My Summer Internship

Aug 04, 2015

An unpaid internship seemed like the worst possible way to spend my summer. It would mean having to be far busier than I was the year before, since I would need an extra job in order to have spending money during the school year. At school, I have been on track to work in the Communications department of a social justice non-profit, and I did not want to have to admit failure in choosing this path. I was absolutely terrified to intern at the Institution of Scrap Recycling Industries for the summer because I could possibly hate the field, and if I were to find out, two years into my studies in college, that I needed to do something completely different, I would have gone into a tizzy. I also knew nothing about the non-profit, for it was not even social justice -- it was in the scrap recycling industry. I am horrible at change, and always have been, so taking this job opportunity would make this summer different than any I had in the past. I had certainly never predicted that interning with ISRI would change my life, in the best possible way.

ISRI gave me the opportunity to access my creative abilities independently.

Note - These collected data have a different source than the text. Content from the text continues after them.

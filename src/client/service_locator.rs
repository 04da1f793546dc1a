use std::sync::Arc;
use std::time::Duration;

use arc_swap::ArcSwap;
use async_trait::async_trait;
#[cfg(test)]
use mockall::automock;
use tokio::time::interval_at;
use tokio::time::Instant;
use tokio::time::MissedTickBehavior;
use tokio_util::sync::CancellationToken;
use tracing::debug;
use tracing::info;
use tracing::warn;
use url::Url;

use super::signed_headers;
use super::HttpClient;
use super::HttpRequest;
use crate::model::ServiceAddress;
use crate::net::join_url;
use crate::ClientError;
use crate::ClientSettings;
use crate::NetworkError;
use crate::Result;

/// Source of interchangeable config-service endpoints.
///
/// Order carries no meaning; callers shuffle before use.
#[cfg_attr(test, automock)]
#[async_trait]
pub trait ServiceLocator: Send + Sync + 'static {
    async fn config_services(&self) -> Result<Vec<ServiceAddress>>;
}

/// Fixed list from `client.config_services`.
#[derive(Debug, Clone)]
pub struct StaticServiceLocator {
    services: Vec<ServiceAddress>,
}

impl StaticServiceLocator {
    pub fn new<I, S>(urls: I) -> Self
    where
        I: IntoIterator<Item = S>,
        S: Into<String>,
    {
        Self {
            services: urls.into_iter().map(ServiceAddress::new).collect(),
        }
    }
}

#[async_trait]
impl ServiceLocator for StaticServiceLocator {
    async fn config_services(&self) -> Result<Vec<ServiceAddress>> {
        Ok(self.services.clone())
    }
}

/// Discovers config services from `{meta_server}/services/config`.
///
/// Lookups are served from the last non-empty answer; the meta server is
/// only asked inline while nothing is known yet. [`Self::run_periodic_refresh`]
/// keeps the list current in the background, and a failed refresh keeps the
/// previous list.
pub struct MetaServiceLocator {
    meta_server: String,
    app_id: String,
    local_ip: Option<String>,
    access_key_secret: Option<String>,
    timeout: Duration,
    refresh_interval: Duration,
    http: Arc<dyn HttpClient>,
    last_good: ArcSwap<Vec<ServiceAddress>>,
}

impl MetaServiceLocator {
    pub fn new(
        meta_server: impl Into<String>,
        settings: &ClientSettings,
        http: Arc<dyn HttpClient>,
    ) -> Self {
        Self {
            meta_server: meta_server.into(),
            app_id: settings.app_id.clone(),
            local_ip: settings.local_ip.clone(),
            access_key_secret: settings.access_key_secret.clone(),
            timeout: settings.read_timeout(),
            refresh_interval: settings.refresh_interval(),
            http,
            last_good: ArcSwap::from_pointee(Vec::new()),
        }
    }

    fn discovery_url(&self) -> Result<String> {
        let base = join_url(&self.meta_server, "services/config");
        let mut url =
            Url::parse(&base).map_err(|e| NetworkError::InvalidUrl(format!("{base}: {e}")))?;
        {
            let mut query = url.query_pairs_mut();
            query.append_pair("appId", &self.app_id);
            if let Some(ip) = &self.local_ip {
                query.append_pair("ip", ip);
            }
        }
        Ok(url.into())
    }

    async fn fetch(&self) -> Result<Vec<ServiceAddress>> {
        let url = self.discovery_url()?;
        let headers = signed_headers(&url, &self.app_id, self.access_key_secret.as_deref())?;
        let response = self
            .http
            .get(HttpRequest::get(url.clone(), self.timeout).with_headers(headers))
            .await?;
        if response.status != 200 {
            return Err(NetworkError::UnexpectedStatus {
                status: response.status,
                url,
            }
            .into());
        }
        response.json()
    }
}

impl std::fmt::Debug for MetaServiceLocator {
    fn fmt(
        &self,
        f: &mut std::fmt::Formatter<'_>,
    ) -> std::fmt::Result {
        f.debug_struct("MetaServiceLocator")
            .field("meta_server", &self.meta_server)
            .field("cached", &self.last_good.load().len())
            .finish()
    }
}

#[async_trait]
impl ServiceLocator for MetaServiceLocator {
    async fn config_services(&self) -> Result<Vec<ServiceAddress>> {
        let cached = self.last_good.load_full();
        if !cached.is_empty() {
            return Ok(cached.as_ref().clone());
        }
        self.refresh().await
    }
}

impl MetaServiceLocator {
    /// Asks the meta server now. A non-empty answer replaces the cached
    /// list; otherwise the cached list is returned, or the failure when
    /// nothing is cached.
    pub async fn refresh(&self) -> Result<Vec<ServiceAddress>> {
        match self.fetch().await {
            Ok(services) if !services.is_empty() => {
                debug!("discovered {} config services", services.len());
                self.last_good.store(Arc::new(services.clone()));
                Ok(services)
            }
            Ok(_) => {
                warn!("meta server {} returned no config service", self.meta_server);
                self.cached_or(ClientError::NoConfigService.into())
            }
            Err(e) => {
                warn!("meta server {} unreachable: {}", self.meta_server, e);
                self.cached_or(e)
            }
        }
    }

    /// Refreshes the cached list every `refresh_interval` until `cancel`
    /// fires. The first refresh happens one interval after the start.
    pub async fn run_periodic_refresh(
        self: Arc<Self>,
        cancel: CancellationToken,
    ) -> Result<()> {
        info!(
            "refreshing config services from {} every {:?}",
            self.meta_server, self.refresh_interval
        );
        let mut ticker = interval_at(Instant::now() + self.refresh_interval, self.refresh_interval);
        ticker.set_missed_tick_behavior(MissedTickBehavior::Delay);
        loop {
            tokio::select! {
                _ = cancel.cancelled() => {
                    debug!("config service refresh stopped");
                    return Ok(());
                }
                _ = ticker.tick() => {
                    // failures are logged by refresh and the cached list stays
                    let _ = self.refresh().await;
                }
            }
        }
    }

    fn cached_or(
        &self,
        e: crate::Error,
    ) -> Result<Vec<ServiceAddress>> {
        let cached = self.last_good.load();
        if cached.is_empty() {
            Err(e)
        } else {
            Ok(cached.as_ref().clone())
        }
    }
}
//! Client half of the propagation protocol.
//!
//! A [`ClientRuntime`] hands out one [`DefaultConfig`] facade per namespace.
//! Each facade sits on a [`RemoteConfigRepository`] (optionally wrapped by a
//! [`LocalFileConfigRepository`]) that is refreshed periodically and whenever
//! the process-wide [`LongPollClient`] learns about a new release.

mod facade;
mod http;
mod local_file;
mod long_poll;
mod repository;
mod runtime;
mod service_locator;
mod signature;
mod sources;

pub use facade::*;
pub use http::*;
pub use local_file::*;
pub use long_poll::*;
pub use repository::*;
pub use runtime::*;
pub use service_locator::*;
pub use signature::*;
pub use sources::*;

#[cfg(test)]
mod local_file_test;
#[cfg(test)]
mod service_locator_test;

I was assigned the task of writing multiple press and news releases, which I had never done for a professional company, and I seemed to have excelled because what I wrote was published with only a few edits. I learned more in my few weeks with ISRI than I could have ever learned in a classroom. I was allowed to sit in on meetings about how to properly utilize social media in specific situations, and ask specific questions, like why certain social media outlets were utilized more than others. The encouragement of an inquisitive attitude contributed to the all-around comfortable community that ISRI embodied.

The atmosphere at ISRI is exactly the sort that I had been hoping I would be a part of in the future. It was business casual; we were all getting business done, but there was a friendliness and respect that everyone had for one another. There were jokes passed around the office, conversations about home life and weekend activities. I knew I didn’t only want a job, I wanted a comfortable group of friendly coworkers, and ISRI was just that.

I learned more at ISRI than I ever could have in any classroom. I was shown the ins and outs of my future department, given a rundown of the sorts of nonprofits I should look to work for, and created professional friendships that would make my future possible and positive. I am forever indebted to the kind attitude that was ever-present at ISRI.

Erin Magnino is a summer communications intern for ISRI. She will soon be entering her senior year at Bridgewater College and would like to pursue a career in communications in the nonprofit sector. This post originally appeared on her personal blog The Odyssey Online.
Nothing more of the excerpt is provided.